INVENTORY COUNT back to top

1.      A physical count of controlled substance inventory will be performed once each week.  Two licensed employees will complete the inventory.  Inventory documentation is included automatically in pharmacy records.  After the inventory is completed, both employees will sign the inventory documentation sheet and indicate whether all medications are in the correct pocket. 

2.      The pharmacy Omnicell system manager will monitor the weekly shift counts by printing a report from the console.

3.      The frequency of the inventory count may be re-assessed after using the station over time.  This adjustment of frequency may be dependent upon the number of discrepancies that occur on the nursing unit.

4.      The decision to change the frequency of inventory count will be made jointly by the department director and the pharmacy director.


STOCK REPLENISHMENT/EXPIRED MEDS back to top

1.      The pharmacy will be responsible for maintaining adequate inventory of all medications in the Omnicell station.

2.      When inventory levels drop below the established levels, a report generates at the:

3.      Pharmacy console.  The main pharmacy technician refills the non-controlled medications.

4.      The pharmacist working inside the pharmacy prepares the controlled substances for delivery by the decentralized pharmacists.

5.      Pharmacists and technicians shall be assigned Omnicell Machines to check for expired medications.  Nursing shares the responsibility of checking for expired medications.  If expired medications are found, the pharmacy shall be notified for removal and replacement. 

 

STOCK AND INVENTORY LEVEL CHANGES back to top

Changes to the inventory and stock levels will be made based upon patient need and prudent management of excess inventory of product.

 

REPLACING OMNICELL PAPER back to top

1.      All nursing staff should learn how to replace the paper at the station. 
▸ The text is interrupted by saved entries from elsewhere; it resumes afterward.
use std::sync::atomic::{AtomicU64, Ordering};
use std::time::Instant;

use serde::Serialize;

use crate::store::ReconcileReport;

/// Process-wide counters for the HTTP surface.
pub struct Stats {
    searches_total: AtomicU64,
    searches_no_face: AtomicU64,
    matches_total: AtomicU64,
    reconciles_total: AtomicU64,
    images_encoded: AtomicU64,
    faces_encoded: AtomicU64,
    decode_failures: AtomicU64,
    started: Instant,
    last_reconcile: parking_lot::Mutex<Option<ReconcileReport>>,
    last_search_secs: parking_lot::Mutex<Option<f64>>,
}

#[derive(Debug, Serialize)]
pub struct StatsSnapshot {
    pub uptime_secs: u64,
    pub searches_total: u64,
    pub searches_no_face: u64,
    pub matches_total: u64,
    pub reconciles_total: u64,
    pub images_encoded: u64,
    pub faces_encoded: u64,
    pub decode_failures: u64,
    pub last_search_secs: Option<f64>,
    pub last_reconcile: Option<ReconcileReport>,
}

impl Default for Stats {
    fn default() -> Self {
        Self::new()
    }
}

impl Stats {
    pub fn new() -> Self {
        Self {
            searches_total: AtomicU64::new(0),
            searches_no_face: AtomicU64::new(0),
            matches_total: AtomicU64::new(0),
            reconciles_total: AtomicU64::new(0),
            images_encoded: AtomicU64::new(0),
            faces_encoded: AtomicU64::new(0),
            decode_failures: AtomicU64::new(0),
            started: Instant::now(),
            last_reconcile: parking_lot::Mutex::new(None),
            last_search_secs: parking_lot::Mutex::new(None),
        }
    }

    pub fn record_search(&self, matches: usize, elapsed_secs: f64) {
        self.searches_total.fetch_add(1, Ordering::Relaxed);
        self.matches_total.fetch_add(matches as u64, Ordering::Relaxed);
        *self.last_search_secs.lock() = Some(elapsed_secs);
    }

    pub fn record_no_face(&self) {
        self.searches_total.fetch_add(1, Ordering::Relaxed);
        self.searches_no_face.fetch_add(1, Ordering::Relaxed);
    }

    pub fn record_reconcile(&self, report: &ReconcileReport) {
        self.reconciles_total.fetch_add(1, Ordering::Relaxed);
        self.images_encoded
            .fetch_add((report.encoded + report.reencoded) as u64, Ordering::Relaxed);
        self.faces_encoded.fetch_add(report.faces_found as u64, Ordering::Relaxed);
        self.decode_failures.fetch_add(report.decode_failures as u64, Ordering::Relaxed);
        *self.last_reconcile.lock() = Some(report.clone());
    }

    pub fn uptime_secs(&self) -> u64 {
        self.started.elapsed().as_secs()
    }

    pub fn searches_total(&self) -> u64 {
        self.searches_total.load(Ordering::Relaxed)
    }

    pub fn snapshot(&self) -> StatsSnapshot {
        StatsSnapshot {
            uptime_secs: self.uptime_secs(),
            searches_total: self.searches_total(),
            searches_no_face: self.searches_no_face.load(Ordering::Relaxed),
            matches_total: self.matches_total.load(Ordering::Relaxed),
            reconciles_total: self.reconciles_total.load(Ordering::Relaxed),
            images_encoded: self.images_encoded.load(Ordering::Relaxed),
            faces_encoded: self.faces_encoded.load(Ordering::Relaxed),
            decode_failures: self.decode_failures.load(Ordering::Relaxed),
            last_search_secs: *self.last_search_secs.lock(),
            last_reconcile: self.last_reconcile.lock().clone(),
        }
    }

    pub fn metrics_text(&self) -> String {
        let snap = self.snapshot();
        let mut s = String::new();
        s.push_str(&format!("nazr_faces_uptime_seconds {}\n", snap.uptime_secs));
        s.push_str(&format!("nazr_faces_searches_total {}\n", snap.searches_total));
        s.push_str(&format!("nazr_faces_searches_no_face_total {}\n", snap.searches_no_face));
        s.push_str(&format!("nazr_faces_matches_total {}\n", snap.matches_total));
        s.push_str(&format!("nazr_faces_reconciles_total {}\n", snap.reconciles_total));
        s.push_str(&format!("nazr_faces_images_encoded_total {}\n", snap.images_encoded));
        s.push_str(&format!("nazr_faces_faces_encoded_total {}\n", snap.faces_encoded));
        s.push_str(&format!("nazr_faces_decode_failures_total {}\n", snap.decode_failures));
        s
    }
}

#[cfg(test)]
mod tests {
    use super::*;

    #[test]
    fn test_counters_accumulate() {
        let stats = Stats::new();
        stats.record_search(3, 0.25);
        stats.record_no_face();
        stats.record_reconcile(&ReconcileReport { encoded: 2, reencoded: 1, faces_found: 4, decode_failures: 1, ..Default::default() });
        let snap = stats.snapshot();
        assert_eq!(snap.searches_total, 2);
        assert_eq!(snap.searches_no_face, 1);
        assert_eq!(snap.matches_total, 3);
        assert_eq!(snap.images_encoded, 3);
        assert_eq!(snap.faces_encoded, 4);
        assert_eq!(snap.decode_failures, 1);
        assert_eq!(snap.last_search_secs, Some(0.25));
        assert_eq!(snap.last_reconcile.map(|r| r.encoded), Some(2));
    }

    #[test]
    fn test_metrics_text_lists_counters() {
        let stats = Stats::new();
        stats.record_search(1, 0.1);
        let text = stats.metrics_text();
        assert!(text.contains("nazr_faces_searches_total 1"));
        assert!(text.contains("nazr_faces_matches_total 1"));
    }
}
2.      Extra rolls of paper will be kept on the top of the Omnicell station.  Additional rolls of paper are stored in the Pharmacy.

 

PROBLEM SOLVING back to top

1.      Each nursing unit has designated resource nurses on each shift to answer questions and assist other nurses on utilizing the station.  Additionally, a station reference guide is located at each station to answer questions.

2.      If a problem cannot be resolved by referring to the Omnicell station reference guide or the resource nurse, contact the pharmacy.  If necessary, the pharmacy can contact Omnicell for assistance.  If the pharmacy is open, it is the responsibility and expectation that the pharmacy will contact the Omnicell Corporation for support.
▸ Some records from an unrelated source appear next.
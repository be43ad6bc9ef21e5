use std::collections::{BTreeMap, BTreeSet};
use std::fs;
use std::path::{Path, PathBuf};

use serde::Serialize;
use tracing::{debug, info, warn};

use crate::error::{FaceError, Result};
use crate::models::face::{ClusterLabel, ImageId};

pub const NOISE_FOLDER: &str = "Unknown_or_Single_Photos";

/// Outcome of copying result files. Individual copy failures never abort the
/// run; they are collected here.
#[derive(Debug, Default, Serialize)]
pub struct MaterializeReport {
    pub copied: usize,
    #[serde(serialize_with = "serialize_failures")]
    pub failures: Vec<FaceError>,
}

fn serialize_failures<S: serde::Serializer>(failures: &[FaceError], s: S) -> std::result::Result<S::Ok, S::Error> {
    s.collect_seq(failures.iter().map(|f| f.to_string()))
}

impl MaterializeReport {
    fn copy_into(&mut self, src: &Path, dest_dir: &Path) {
        let Some(name) = src.file_name() else {
            return;
        };
        let dest = dest_dir.join(name);
        match fs::copy(src, &dest) {
            Ok(_) => {
                debug!("copied {:?} -> {:?}", src, dest);
                self.copied += 1;
            }
            Err(e) => {
                warn!("failed to copy {:?} -> {:?}: {}", src, dest, e);
                self.failures.push(FaceError::ResultIo { path: dest, source: e });
            }
        }
    }
}

/// `Person_<n>` for clusters, a fixed folder for noise.
pub fn folder_name(label: ClusterLabel) -> String {
    match label {
        ClusterLabel::Person(n) => format!("Person_{}", n),
        ClusterLabel::Noise => NOISE_FOLDER.to_string(),
    }
}

/// Replace the contents of `results_dir` with copies of the matched photos.
///
/// Files left over from a previous search are deleted first; subdirectories
/// are left alone.
pub fn publish_matches(library_dir: &Path, matches: &BTreeSet<ImageId>, results_dir: &Path) -> Result<MaterializeReport> {
    fs::create_dir_all(results_dir).map_err(|e| FaceError::ResultIo { path: results_dir.to_path_buf(), source: e })?;
    let mut report = MaterializeReport::default();

    for entry in fs::read_dir(results_dir)? {
        let entry = entry?;
        let path = entry.path();
        if entry.file_type().map(|t| t.is_file() || t.is_symlink()).unwrap_or(false) {
            if let Err(e) = fs::remove_file(&path) {
                warn!("failed to remove old result {:?}: {}", path, e);
                report.failures.push(FaceError::ResultIo { path, source: e });
            }
        }
    }

    for id in matches {
        report.copy_into(&library_dir.join(id.as_str()), results_dir);
    }
    info!("published {} match(es) to {:?} ({} failure(s))", report.copied, results_dir, report.failures.len());
    Ok(report)
}

/// Recreate `output_dir` with one folder per cluster plus the noise folder.
pub fn organize_clusters(
    input_dir: &Path,
    groups: &BTreeMap<ClusterLabel, Vec<ImageId>>,
    output_dir: &Path,
) -> Result<MaterializeReport> {
    if output_dir.exists() {
        info!("cleaning up old results in {:?}", output_dir);
        fs::remove_dir_all(output_dir).map_err(|e| FaceError::ResultIo { path: output_dir.to_path_buf(), source: e })?;
    }
    fs::create_dir_all(output_dir).map_err(|e| FaceError::ResultIo { path: output_dir.to_path_buf(), source: e })?;

    let mut report = MaterializeReport::default();
    for (label, ids) in groups {
        let dir: PathBuf = output_dir.join(folder_name(*label));
        if let Err(e) = fs::create_dir_all(&dir) {
            warn!("failed to create {:?}: {}", dir, e);
            report.failures.push(FaceError::ResultIo { path: dir, source: e });
            continue;
        }
        for id in ids {
            report.copy_into(&input_dir.join(id.as_str()), &dir);
        }
    }
    Ok(report)
}

#[cfg(test)]
mod tests {
    use super::*;
    use tempfile::TempDir;

    fn ids(names: &[&str]) -> Vec<ImageId> {
        names.iter().map(|n| ImageId::from(*n)).collect()
    }

    #[test]
    fn test_folder_names() {
        assert_eq!(folder_name(ClusterLabel::Person(0)), "Person_0");
        assert_eq!(folder_name(ClusterLabel::Person(12)), "Person_12");
        assert_eq!(folder_name(ClusterLabel::Noise), "Unknown_or_Single_Photos");
    }

    #[test]
    fn test_publish_replaces_previous_results() {
        let tmp = TempDir::new().unwrap();
        let lib = tmp.path().join("lib");
        let out = tmp.path().join("results");
        fs::create_dir_all(&lib).unwrap();
        fs::create_dir_all(&out).unwrap();
        fs::write(lib.join("a.jpg"), b"a").unwrap();
        fs::write(lib.join("b.jpg"), b"b").unwrap();
        fs::write(out.join("stale.jpg"), b"old").unwrap();

        let matches: BTreeSet<ImageId> = ids(&["a.jpg", "missing.jpg"]).into_iter().collect();
        let report = publish_matches(&lib, &matches, &out).unwrap();

        assert_eq!(report.copied, 1);
        assert_eq!(report.failures.len(), 1);
        assert!(matches!(report.failures[0], FaceError::ResultIo { .. }));
        assert!(out.join("a.jpg").exists());
        assert!(!out.join("b.jpg").exists());
        assert!(!out.join("stale.jpg").exists());
    }

    #[test]
    fn test_organize_creates_person_and_noise_folders() {
        let tmp = TempDir::new().unwrap();
        let input = tmp.path().join("in");
        let output = tmp.path().join("out");
        fs::create_dir_all(&input).unwrap();
        fs::create_dir_all(output.join("leftover")).unwrap();
        for n in ["a.jpg", "b.jpg", "c.jpg"] {
            fs::write(input.join(n), n.as_bytes()).unwrap();
        }
        let mut groups = BTreeMap::new();
        groups.insert(ClusterLabel::Person(0), ids(&["a.jpg", "b.jpg"]));
        groups.insert(ClusterLabel::Noise, ids(&["c.jpg"]));

        let report = organize_clusters(&input, &groups, &output).unwrap();
        assert_eq!(report.copied, 3);
        assert!(report.failures.is_empty());
        assert!(output.join("Person_0").join("a.jpg").exists());
        assert!(output.join("Person_0").join("b.jpg").exists());
        assert!(output.join(NOISE_FOLDER).join("c.jpg").exists());
        assert!(!output.join("leftover").exists());
    }

    #[test]
    fn test_report_serializes_failures_as_messages() {
        let report = MaterializeReport {
            copied: 2,
            failures: vec![FaceError::ResultIo {
                path: PathBuf::from("/x/y.jpg"),
                source: std::io::Error::new(std::io::ErrorKind::NotFound, "gone"),
            }],
        };
        let v = serde_json::to_value(&report).unwrap();
        assert_eq!(v["copied"], 2);
        assert!(v["failures"][0].as_str().unwrap().contains("y.jpg"));
    }
}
3.      If the pharmacy is closed, the nursing supervisor may call the Omnicell 800 service number found on the station for additional assistance. 


POWER OUTAGE/EMERGENCY PROCEDURES back to top

1.      If the station is plugged into the emergency power system the station should remain operational.

2.      The pharmacist has access to keys if it becomes necessary to manually open the station for medication access.

3.      Any controlled substance removed from the station during down-time will be documented on the controlled substance (narcotic) sign-out sheets.  These sheets will be sent to the pharmacy after the system is back on line for the purpose of accountability.

4.      Omnicell will plan and coordinate resolving the software or hardware problem.  Pharmacy will make this call if the pharmacy is open.  The nursing supervisor will call if the pharmacy is closed.

5.      A nursing unit may decide to remove medications from another nursing unit station during the time that their own station is not functional

 

REPORTS back to top

1.      Department directors may request special reports from the pharmacy Omnicell system manager.  These reports can include reports by medication removal, by nurse, by witness, by discrepancy, and so forth.

2.      An “activities report by medication” will be printed to act as a record of all controlled substance medication administration. This document will be kept by the pharmacy as required by  law.